6-Padronizacao-de-conteudos-para-e-Learning-p2002

Padronização de Conteúdos para o e-Learning



Na pesquisa realizada pelo portal e-Learning Brasil em Julho de 2002 procuramos identificar o grau de conhecimento da Comunidade sobre os padrões de conteúdo e os principais obstáculos enfrentados devido à falta de compatibilidade entre plataformas e conteúdos.



 


A primeira análise tratou de identificar a freqüência em que o tema compatibilidade é tratado em projetos de e-Learning. Segundo os resultados da pesquisa, em 35% dos casos este assunto foi discutido ou considerado para a definição de um sistema LMS. Outros 17% afirmaram que este é um assunto a ser tratado no momento da definição de um sistema, e 7% disseram que quando o projeto foi implementado a questão compatibilidade não foi tratada. O restante optou por perguntar o que é um LMS.

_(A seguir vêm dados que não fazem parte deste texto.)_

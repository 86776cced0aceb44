//! Batched fold kernels over contiguous buffers.
//!
//! # Integers
//!
//! Sums accumulate into `LANES` independent `i128` lanes, which keeps the
//! loop free of cross-iteration dependencies so it vectorizes. A sum of
//! `i64` values cannot overflow `i128` for any buffer that fits in memory.
//!
//! # Booleans
//!
//! Booleans are bit-packed 64 to a `u64` word. A sum is a population count;
//! a product is "every bit set".
//!
//! Large buffers are split into chunks and folded on the rayon pool.

use num_traits::{CheckedMul, One, Zero};
use rayon::prelude::*;

use crate::config::BulkConfig;

/// Number of independent accumulators in the integer sum.
pub const LANES: usize = 8;

/// Sums a buffer of integers exactly.
#[must_use]
pub fn sum_i64(values: &[i64]) -> i128 {
    let mut lanes = [0i128; LANES];
    let chunks = values.chunks_exact(LANES);
    let tail = chunks.remainder();

    for chunk in chunks {
        for (lane, &value) in lanes.iter_mut().zip(chunk) {
            *lane += i128::from(value);
        }
    }

    lanes.iter().sum::<i128>() + tail.iter().map(|&v| i128::from(v)).sum::<i128>()
}

/// Sums a buffer, splitting it across threads past the configured threshold.
#[must_use]
pub fn par_sum_i64(values: &[i64], config: &BulkConfig) -> i128 {
    if values.len() < config.parallel_threshold {
        return sum_i64(values);
    }
    values.par_chunks(config.chunk_size.max(1)).map(sum_i64).sum()
}

/// Multiplies a buffer of nonzero integers, or `None` on `i128` overflow.
fn checked_product<T>(values: &[i64]) -> Option<T>
where
    T: CheckedMul + One + From<i64>,
{
    values
        .iter()
        .try_fold(T::one(), |acc, &v| acc.checked_mul(&T::from(v)))
}

/// Multiplies a buffer of integers exactly.
///
/// A zero factor gives zero regardless of the other factors. Otherwise the
/// product is `None` once it leaves the `i128` range; since every nonzero
/// factor has magnitude at least 1, that happens in every grouping or none.
#[must_use]
pub fn par_product_i64(values: &[i64], config: &BulkConfig) -> Option<i128> {
    if values.len() < config.parallel_threshold {
        if values.contains(&0) {
            return Some(i128::zero());
        }
        return checked_product(values);
    }

    if values.par_iter().any(|&v| v == 0) {
        return Some(i128::zero());
    }
    values
        .par_chunks(config.chunk_size.max(1))
        .map(checked_product::<i128>)
        .try_reduce(i128::one, |a, b| a.checked_mul(b))
}

/// A bit-packed boolean buffer.
#[derive(Clone, Debug, Default, PartialEq, Eq)]
pub struct PackedBools {
    words: Vec<u64>,
    len: usize,
}

impl PackedBools {
    /// Creates a buffer with room for `capacity` booleans.
    #[must_use]
    pub fn with_capacity(capacity: usize) -> Self {
        Self {
            words: Vec::with_capacity(capacity.div_ceil(64)),
            len: 0,
        }
    }

    /// Appends a boolean.
    pub fn push(&mut self, value: bool) {
        let bit = self.len % 64;
        if bit == 0 {
            self.words.push(0);
        }
        if value {
            if let Some(word) = self.words.last_mut() {
                *word |= 1u64 << bit;
            }
        }
        self.len += 1;
    }

    /// Returns the number of booleans stored.
    #[must_use]
    pub fn len(&self) -> usize {
        self.len
    }

    /// Returns true if the buffer is empty.
    #[must_use]
    pub fn is_empty(&self) -> bool {
        self.len == 0
    }

    /// Counts the `true` values.
    #[must_use]
    pub fn count_ones(&self, config: &BulkConfig) -> u64 {
        let popcount = |words: &[u64]| {
            words
                .iter()
                .map(|w| u64::from(w.count_ones()))
                .sum::<u64>()
        };
        if self.words.len() < config.parallel_threshold / 64 {
            popcount(&self.words)
        } else {
            self.words
                .par_chunks((config.chunk_size / 64).max(1))
                .map(popcount)
                .sum()
        }
    }

    /// Returns true if every stored value is `true`.
    #[must_use]
    pub fn all(&self) -> bool {
        let full = self.len / 64;
        let rest = self.len % 64;
        let head_ok = self.words[..full].iter().all(|&w| w == u64::MAX);
        let tail_ok = rest == 0 || self.words[full] == (1u64 << rest) - 1;
        head_ok && tail_ok
    }
}

/// Concatenates string slices into a buffer sized up front.
#[must_use]
pub fn par_concat(parts: &[&str], config: &BulkConfig) -> String {
    let concat = |parts: &[&str]| {
        let mut out = String::with_capacity(parts.iter().map(|p| p.len()).sum());
        for part in parts {
            out.push_str(part);
        }
        out
    };

    if parts.len() < config.parallel_threshold {
        return concat(parts);
    }

    // Chunks come back in order, so concatenation order is preserved.
    let pieces: Vec<String> = parts.par_chunks(config.chunk_size.max(1)).map(concat).collect();
    let mut out = String::with_capacity(pieces.iter().map(String::len).sum());
    for piece in &pieces {
        out.push_str(piece);
    }
    out
}
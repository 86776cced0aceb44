//! Interned symbols.
//!
//! Symbol names are stored once in a process-wide table so that repeated
//! symbols share a single allocation. Equality is still by name, so symbols
//! created through different tables compare equal whenever their names do.

use std::fmt;
use std::sync::{Arc, OnceLock};

use hashbrown::HashSet;
use parking_lot::Mutex;

/// Names of the operators the built-in engines know how to reduce.
pub mod names {
    /// Associative, commutative addition.
    pub const PLUS: &str = "Plus";
    /// Associative, commutative multiplication.
    pub const TIMES: &str = "Times";
    /// Associative string concatenation.
    pub const STRING_JOIN: &str = "StringJoin";
    /// Routes its payload to a named delegate engine.
    pub const EVALUATE_IN_ENGINE: &str = "EvaluateInEngine";
    /// Symbol read back from external systems as boolean true.
    pub const TRUE: &str = "True";
    /// Symbol read back from external systems as boolean false.
    pub const FALSE: &str = "False";
}

/// A named atomic identifier.
///
/// Two symbols are equal if and only if their names are equal.
#[derive(Clone, PartialEq, Eq, Hash, PartialOrd, Ord)]
pub struct Symbol(Arc<str>);

impl Symbol {
    /// Creates a symbol, interning its name in the process-wide table.
    #[must_use]
    pub fn new(name: &str) -> Self {
        global_table().intern(name)
    }

    /// Returns the symbol's name.
    #[must_use]
    pub fn name(&self) -> &str {
        &self.0
    }

    /// Returns true if both symbols share the same interned allocation.
    #[must_use]
    pub fn ptr_eq(&self, other: &Self) -> bool {
        Arc::ptr_eq(&self.0, &other.0)
    }
}

impl From<&str> for Symbol {
    fn from(name: &str) -> Self {
        Self::new(name)
    }
}

impl fmt::Debug for Symbol {
    fn fmt(&self, f: &mut fmt::Formatter<'_>) -> fmt::Result {
        write!(f, "Symbol({})", self.0)
    }
}

impl fmt::Display for Symbol {
    fn fmt(&self, f: &mut fmt::Formatter<'_>) -> fmt::Result {
        f.write_str(&self.0)
    }
}

/// An interning table for symbol names.
///
/// Interning is thread-safe; the table only grows.
#[derive(Debug, Default)]
pub struct SymbolTable {
    names: Mutex<HashSet<Arc<str>>>,
}

impl SymbolTable {
    /// Creates a new empty table.
    #[must_use]
    pub fn new() -> Self {
        Self::default()
    }

    /// Interns a name, returning a symbol that shares the stored allocation.
    pub fn intern(&self, name: &str) -> Symbol {
        let mut names = self.names.lock();
        if let Some(existing) = names.get(name) {
            return Symbol(Arc::clone(existing));
        }

        let name: Arc<str> = Arc::from(name);
        names.insert(Arc::clone(&name));
        Symbol(name)
    }

    /// Returns true if the name has been interned.
    #[must_use]
    pub fn contains(&self, name: &str) -> bool {
        self.names.lock().contains(name)
    }

    /// Returns the number of interned names.
    #[must_use]
    pub fn len(&self) -> usize {
        self.names.lock().len()
    }

    /// Returns true if nothing has been interned.
    #[must_use]
    pub fn is_empty(&self) -> bool {
        self.names.lock().is_empty()
    }
}

fn global_table() -> &'static SymbolTable {
    static TABLE: OnceLock<SymbolTable> = OnceLock::new();
    TABLE.get_or_init(SymbolTable::new)
}

#[cfg(test)]
mod tests {
    use super::*;

    #[test]
    fn test_symbol_equality() {
        let a1 = Symbol::new("A");
        let a2 = Symbol::new("A");
        let b = Symbol::new("B");

        assert_eq!(a1, a2);
        assert_ne!(a1, b);
        assert_eq!(a1.name(), "A");
    }

    #[test]
    fn test_interning_shares_allocation() {
        let table = SymbolTable::new();

        let x1 = table.intern("x");
        let x2 = table.intern("x");
        let y = table.intern("y");

        assert!(x1.ptr_eq(&x2));
        assert!(!x1.ptr_eq(&y));
        assert_eq!(table.len(), 2);
        assert!(table.contains("x"));
        assert!(!table.contains("z"));
    }

    #[test]
    fn test_equality_across_tables() {
        let local = SymbolTable::new().intern("bla");
        assert_eq!(local, Symbol::new("bla"));
        assert!(!local.ptr_eq(&Symbol::new("bla")));
    }

    #[test]
    fn test_display() {
        assert_eq!(Symbol::new("bla").to_string(), "bla");
        assert_eq!(format!("{:?}", Symbol::new("bla")), "Symbol(bla)");
    }
}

Um LMS (Learning Management System) é um sistema (software) de gestão do processo de aprendizagem. Isto inclui não só os cursos oferecidos através da Internet (cursos on-line) mas também os cursos ofertados através de modelos tradicionais (salas de aula, conferências, etc.). Trata-se portanto de um sistema que permite a centralização de todo o processo administrativo do e-Learning (cadastro de usuários, cursos, alocação de recursos, etc.).

Quanto à dificuldade de implementação de um sistema de e-Learning em suas organizações, 23% dos participantes afirmaram que a incompatibilidade de padrões é um obstáculo para a implementação do projeto. Outros 23% afirmam que estão estudando bastante este assunto para não encontrar surpresas no futuro em termos de incompatibilidade. Para 4% dos entrevistados a incompatibilidade não foi uma questão discutida, porém acreditam que terão problemas no futuro e 11% das pessoas disseram que o sistema de e-Learning foi implementado sem levar em consideração esta questão e acreditam que não enfrentarão problemas no futuro. O restante optou por não se pronunciar a respeito.

A pergunta sobre eventuais problemas ou questionamentos devido à incompatibilidade mostrou que 42% dos participantes ainda não dispõem de nenhum sistema de e-Learning implementado. Os demais participantes se dividiram com um certo equilíbrio. Para 26% dos participantes, alguns problemas ou questionamentos deste tipo já ocorreram. Para outros 32% esta situação nunca ocorreu.

E como solucionar os problemas gerados a partir da incompatibilidade entre conteúdos e plataformas? A solução adotada varia muito: 17% optaram por adequar o conteúdo a um novo padrão, 2% adquiriram outro sistema (LMS) e passaram por nova implementação e 17% resolveram estabelecer uma norma a ser seguida pelos fornecedores de conteúdo. Outros 22% ainda estão definindo a solução que irão adotar.

Muitos podem perguntar, porque a questão incompatibilidade é tão importante?. Projetos pequenos podem não trazer à tona questões relacionadas à compatibilidade, mas em projetos de médio e grande porte, este assunto merece uma atenção especial. Imagine desenvolver algumas dezenas de cursos e por algum motivo descobrir que será necessário mudar de plataforma tecnológica e migrar todos eles para o novo sistema. Se não houver a compatibilidade entre plataformas tecnológicas e conteúdos, será necessário reconstruir os cursos.

Para a maioria dos entrevistados (62%) a unificação dos padrões é uma iniciativa muito importante e apenas 4% afirmam que este esforço é desnecessário. Para 34% das pessoas, ainda é difícil responder esta pergunta.

 

Para tentar descobrir um pouco mais sobre os padrões, perguntou-se sobre o SCORM, um dos mais comentados padrões para o e-Learning. Muitos (54%) ainda não conhecem o SCORM, um padrão de gerenciamento de conteúdo desenvolvido pelo Departamento de Defesa americano. Outros 31% dos entrevistados conhecem superficialmente o SCORM e 15% afirmaram dominar este assunto.


E qual o grau de interesse que este assunto desperta nas pessoas? A grande maioria (94%) mostrou-se interessada pelo modelo de padronização SCORM: 45% dos respondentes gostariam de se aprofundar no assunto e 49% disse que gostaria de saber um pouco mais sobre o tema. Uma parcela de 6% afirmou não ter interesse pelo assunto.